Work instructions → Provide only the number of lines below that contain the word "truthy".
START Data records
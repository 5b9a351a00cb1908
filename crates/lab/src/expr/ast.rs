use std::f64::consts;

/// A node of a compiled expression.
#[derive(Debug, Clone, PartialEq)]
pub(super) enum Node {
    Number(f64),
    Variable(usize),
    Unary(UnaryOp, Box<Node>),
    Binary(BinaryOp, Box<Node>, Box<Node>),
    And(Box<Node>, Box<Node>),
    Or(Box<Node>, Box<Node>),
    Conditional(Box<Node>, Box<Node>, Box<Node>),
    Call(Function, Vec<Node>),
}

#[derive(Debug, Clone, Copy, PartialEq, Eq)]
pub(super) enum UnaryOp {
    Neg,
    Plus,
    Not,
}

#[derive(Debug, Clone, Copy, PartialEq, Eq)]
pub(super) enum BinaryOp {
    Add,
    Sub,
    Mul,
    Div,
    Rem,
    Pow,
    Lt,
    Le,
    Gt,
    Ge,
    Eq,
    Ne,
}

/// Functions callable from an expression.
#[derive(Debug, Clone, Copy, PartialEq, Eq)]
pub(super) enum Function {
    Abs,
    Sign,
    Sqrt,
    Cbrt,
    Exp,
    Expm1,
    Ln,
    Log2,
    Log10,
    Log1p,
    Sin,
    Cos,
    Tan,
    Asin,
    Acos,
    Atan,
    Sinh,
    Cosh,
    Tanh,
    Asinh,
    Acosh,
    Atanh,
    Floor,
    Ceil,
    Round,
    Trunc,
    Atan2,
    Pow,
    Hypot,
    Min,
    Max,
}

/// How many arguments a function accepts.
#[derive(Debug, Clone, Copy, PartialEq, Eq)]
pub(super) enum Arity {
    Exactly(usize),
    AtLeast(usize),
}

impl Arity {
    pub(super) fn accepts(self, count: usize) -> bool {
        match self {
            Arity::Exactly(n) => count == n,
            Arity::AtLeast(n) => count >= n,
        }
    }

    pub(super) fn describe(self) -> &'static str {
        match self {
            Arity::Exactly(1) => "1",
            Arity::Exactly(2) => "2",
            Arity::Exactly(_) => "a fixed number of",
            Arity::AtLeast(_) => "at least 1",
        }
    }
}

impl Function {
    pub(super) fn lookup(name: &str) -> Option<Self> {
        let function = match name {
            "abs" => Function::Abs,
            "sign" => Function::Sign,
            "sqrt" => Function::Sqrt,
            "cbrt" => Function::Cbrt,
            "exp" => Function::Exp,
            "expm1" => Function::Expm1,
            "log" | "ln" => Function::Ln,
            "log2" => Function::Log2,
            "log10" => Function::Log10,
            "log1p" => Function::Log1p,
            "sin" => Function::Sin,
            "cos" => Function::Cos,
            "tan" => Function::Tan,
            "asin" => Function::Asin,
            "acos" => Function::Acos,
            "atan" => Function::Atan,
            "sinh" => Function::Sinh,
            "cosh" => Function::Cosh,
            "tanh" => Function::Tanh,
            "asinh" => Function::Asinh,
            "acosh" => Function::Acosh,
            "atanh" => Function::Atanh,
            "floor" => Function::Floor,
            "ceil" => Function::Ceil,
            "round" => Function::Round,
            "trunc" => Function::Trunc,
            "atan2" => Function::Atan2,
            "pow" => Function::Pow,
            "hypot" => Function::Hypot,
            "min" => Function::Min,
            "max" => Function::Max,
            _ => return None,
        };
        Some(function)
    }

    pub(super) fn arity(self) -> Arity {
        match self {
            Function::Atan2 | Function::Pow | Function::Hypot => Arity::Exactly(2),
            Function::Min | Function::Max => Arity::AtLeast(1),
            _ => Arity::Exactly(1),
        }
    }

    /// Applies the function to arguments whose count was checked at parse time.
    fn apply(self, args: &[f64]) -> f64 {
        let x = args.first().copied().unwrap_or(f64::NAN);
        let second = || args.get(1).copied().unwrap_or(f64::NAN);
        match self {
            Function::Abs => x.abs(),
            Function::Sign => {
                if x == 0.0 || x.is_nan() {
                    x
                } else {
                    x.signum()
                }
            }
            Function::Sqrt => x.sqrt(),
            Function::Cbrt => x.cbrt(),
            Function::Exp => x.exp(),
            Function::Expm1 => x.exp_m1(),
            Function::Ln => x.ln(),
            Function::Log2 => x.log2(),
            Function::Log10 => x.log10(),
            Function::Log1p => x.ln_1p(),
            Function::Sin => x.sin(),
            Function::Cos => x.cos(),
            Function::Tan => x.tan(),
            Function::Asin => x.asin(),
            Function::Acos => x.acos(),
            Function::Atan => x.atan(),
            Function::Sinh => x.sinh(),
            Function::Cosh => x.cosh(),
            Function::Tanh => x.tanh(),
            Function::Asinh => x.asinh(),
            Function::Acosh => x.acosh(),
            Function::Atanh => x.atanh(),
            Function::Floor => x.floor(),
            Function::Ceil => x.ceil(),
            Function::Round => x.round(),
            Function::Trunc => x.trunc(),
            Function::Atan2 => x.atan2(second()),
            Function::Pow => x.powf(second()),
            Function::Hypot => x.hypot(second()),
            Function::Min => extremum(args, f64::min),
            Function::Max => extremum(args, f64::max),
        }
    }
}

/// Folds `args` with `pick`, yielding NaN if any argument is NaN.
fn extremum(args: &[f64], pick: fn(f64, f64) -> f64) -> f64 {
    if args.iter().any(|a| a.is_nan()) {
        return f64::NAN;
    }
    args.iter().copied().reduce(pick).unwrap_or(f64::NAN)
}

/// Returns the value of a named constant.
pub(super) fn constant(name: &str) -> Option<f64> {
    match name {
        "pi" | "PI" => Some(consts::PI),
        "e" | "E" => Some(consts::E),
        "LN2" => Some(consts::LN_2),
        "LN10" => Some(consts::LN_10),
        "SQRT2" => Some(consts::SQRT_2),
        _ => None,
    }
}

fn truthy(value: f64) -> bool {
    value != 0.0 && !value.is_nan()
}

fn boolean(value: bool) -> f64 {
    if value { 1.0 } else { 0.0 }
}

impl Node {
    /// Returns the number of nodes on the longest root-to-leaf path.
    pub(super) fn height(&self) -> usize {
        let children = match self {
            Node::Number(_) | Node::Variable(_) => return 1,
            Node::Unary(_, operand) => operand.height(),
            Node::Binary(_, lhs, rhs) | Node::And(lhs, rhs) | Node::Or(lhs, rhs) => {
                lhs.height().max(rhs.height())
            }
            Node::Conditional(cond, then, otherwise) => {
                cond.height().max(then.height()).max(otherwise.height())
            }
            Node::Call(_, args) => args.iter().map(Node::height).max().unwrap_or(0),
        };
        children + 1
    }

    pub(super) fn eval(&self, slots: &[f64; 3]) -> f64 {
        match self {
            Node::Number(value) => *value,
            Node::Variable(slot) => slots[*slot],
            Node::Unary(op, operand) => {
                let x = operand.eval(slots);
                match op {
                    UnaryOp::Neg => -x,
                    UnaryOp::Plus => x,
                    UnaryOp::Not => boolean(!truthy(x)),
                }
            }
            Node::Binary(op, lhs, rhs) => {
                let (a, b) = (lhs.eval(slots), rhs.eval(slots));
                match op {
                    BinaryOp::Add => a + b,
                    BinaryOp::Sub => a - b,
                    BinaryOp::Mul => a * b,
                    BinaryOp::Div => a / b,
                    BinaryOp::Rem => a % b,
                    BinaryOp::Pow => a.powf(b),
                    BinaryOp::Lt => boolean(a < b),
                    BinaryOp::Le => boolean(a <= b),
                    BinaryOp::Gt => boolean(a > b),
                    BinaryOp::Ge => boolean(a >= b),
                    BinaryOp::Eq => boolean(a == b),
                    BinaryOp::Ne => boolean(a != b),
                }
            }
            Node::And(lhs, rhs) => {
                let a = lhs.eval(slots);
                if truthy(a) { rhs.eval(slots) } else { a }
            }
            Node::Or(lhs, rhs) => {
                let a = lhs.eval(slots);
                if truthy(a) { a } else { rhs.eval(slots) }
            }
            Node::Conditional(cond, then, otherwise) => {
                if truthy(cond.eval(slots)) {
                    then.eval(slots)
                } else {
                    otherwise.eval(slots)
                }
            }
            Node::Call(function, args) => {
                let values: Vec<f64> = args.iter().map(|arg| arg.eval(slots)).collect();
                function.apply(&values)
            }
        }
    }
}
END Data records
Result for this exercise → 5